Uma tecnologia muito nova para que se possa especular abertamente sobre ela. Mas será que, a partir da molécula, podemos pensar um Brasil de mentira, um país espelhado, carregando mensagens invertidas que nada dizem?
Bastaria olhar para trás e localizar o que se transformou em proteína, o que deu em nada, o que foi apenas uma massa de informações totalmente inúteis para as células.
Quando estudava antropologia, aprendemos como é perigoso transplantar uma determinada realidade biológica para o campo social. Quase sempre acaba numa teoria conformista, tentando mascarar as injustiças cotidianas.
Nada impede entretanto saltar da biologia para a vida sentimental. E esperar alguma coisa. Quem sabe o futuro vai me ensinar a não mais perder canetas, chaves e óculos?
Bastaria descobrir precisamente a estrutura genética que favorece essas perdas e produzir as moléculas anti-sentido que as inibem. Reconheço que seria mais simples amarrar as canetas num barbante em forma de colar, mantê-las presas ao pescoço.

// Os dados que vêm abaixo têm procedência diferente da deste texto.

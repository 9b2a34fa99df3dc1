//! Engine configuration

use bigdecimal::BigDecimal;
use serde::{Deserialize, Serialize};

/// Tunable knobs for the reconciliation engine
///
/// Installations that only ever feed exact decimal amounts can leave the
/// tolerance at its default of exactly zero.
#[derive(Debug, Clone, PartialEq, Serialize, Deserialize)]
#[serde(default)]
pub struct ReconcilerConfig {
    /// Largest |expected - allocated| still counted as fully reconciled
    pub match_tolerance: BigDecimal,
    /// Minimum seconds between upstream syncs triggered by auto-sync
    pub auto_sync_threshold_secs: i64,
    /// Additional fetch attempts after a failed upstream call
    pub fetch_retries: u32,
    /// Include direction-mismatched bank transactions in candidate search results
    pub include_direction_mismatched: bool,
}

impl Default for ReconcilerConfig {
    fn default() -> Self {
        Self {
            match_tolerance: BigDecimal::from(0),
            auto_sync_threshold_secs: 300,
            fetch_retries: 2,
            include_direction_mismatched: false,
        }
    }
}

impl ReconcilerConfig {
    /// The auto-sync threshold as a duration
    pub fn auto_sync_threshold(&self) -> chrono::Duration {
        chrono::Duration::seconds(self.auto_sync_threshold_secs)
    }
}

Mas os defeitos de caráter? A preguiça, a cólera, a luxúria, vamos corrigi-los na base das células anti-sentido? Está aberto um caminho que levará anos para ser trilhado.
No momento é preciso responder apenas a isto: 1996 existiu mesmo ou foi apenas um ano com informações invertidas, um nonsense que se espalhou pela dobra dos dias e meses, impedindo que os mensageiros genéticos chegassem ao seu destino e replicassem as células dos acontecimentos?
Existimos mesmo ao longo dos 365 dias ou fomos soterrados pelas enganadoras informações que apenas nos mantiveram vivos, mas não deixaram crescer, transformar sinais em proteínas, notícias moleculares em paixão, ódio e esperança?
Nosso anticorpo caminha num antipaís, globalizado num antiuniverso, e as cinzas do nosso antiamor derramam secreções orgânicas, falsas lágrimas no travesseiro de plumas.
Vivemos com um duplo, a própria ciência comprova, um duplo na íntima invisibilidade celular, um duplo no trabalho, no romance, na política nacional, um duplo que subverte as bases de nosso código.
É tão próximo que não podemos nos livrar dele, somos obrigados a carregá-los nos dois lados, na frente e atrás, até que, um dia, nos vença de vez e imponha sua indecifrável gramática.
Quando foi que nós deixamos de fazer sentido? Se pudesse pelo menos definir isso, acabaria chegando ao autor do texto e ao país a que se refere. Sem esses dados, só me resta desejar um feliz ano novo para nós e para o abismo que arrastamos conosco.